Four months after an unremarkable vaginal delivery, a previously healthy 34-year-old G1P1 develops fatigue, dyspnea on minimal exertion, and paroxysmal nocturnal dyspnea. She is no longer breastfeeding. Physical examination reveals a fatigued appearing woman, with normal heart sounds and bibasilar crackles in her lungs. She has no evidence of lower extremity edema, calf tenderness, or ascites. Echocardiogram shows global systolic dysfunction without hypertrophy; her ejection fraction is 40%.

Which of the following statements regarding her condition is correct? 
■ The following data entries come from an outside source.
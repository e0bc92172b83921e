//! HTTP client initialization.

use std::sync::Arc;
use std::time::Duration;

use reqwest::ClientBuilder;

use crate::config::{TCP_CONNECT_TIMEOUT_SECS, USER_AGENT};
use crate::error_handling::InitializationError;

/// Initializes the shared HTTP client.
///
/// One client serves both geocoding providers and the remote content API.
/// It is configured with:
/// - the identifying User-Agent Nominatim's usage policy requires
/// - a bounded per-request timeout (callers must never hang indefinitely)
/// - a TCP connect timeout so unreachable hosts fail fast
///
/// # Errors
///
/// Returns `InitializationError::HttpClientError` if client creation fails.
pub fn init_client(timeout_seconds: u64) -> Result<Arc<reqwest::Client>, InitializationError> {
    let client = ClientBuilder::new()
        .timeout(Duration::from_secs(timeout_seconds))
        .connect_timeout(Duration::from_secs(TCP_CONNECT_TIMEOUT_SECS))
        .user_agent(USER_AGENT)
        .build()?;
    Ok(Arc::new(client))
}

#[cfg(test)]
mod tests {
    use super::*;

    #[test]
    fn test_init_client() {
        let client = init_client(10);
        assert!(client.is_ok());
    }
}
A. Peripartum cardiomyopathy may occur unexpectedly years after pregnancy and delivery
B. The postpartum state will require a different therapeutic approach than treatment for typical dilated cardiomyopathy
C. For patients with persistent LV dysfunction, future pregnancy carries no increased risk of cardiac decompensation
D. Fifty percent of patients will recover with normal ejection fraction
E. Intravenous immune globulin (IVIG) is the cornerstone of treatment

Correct Answer is D

Comment:

By definition, peripartum cardiomyopathy is cardiac dilatation and dysfunction of unexplained cause occurring during the last trimester of pregnancy or within 6 months of delivery. Half of patients will completely recover normal cardiac size and function. However, further pregnancies in women with persistent left ventricular dysfunction frequently produce increasing myocardial damage and increased mortality, and patients should be counseled to avoid future pregnancies. Treatment is the same as for other types of dilated cardiomyopathy and includes salt restriction, angiotensin-converting enzyme inhibitors, beta-blockers, diuretics, and/or digitalis for symptomatic treatment. Intravenous immunoglobulin therapy has shown some benefit in small studies, but has not been established as first-line therapy.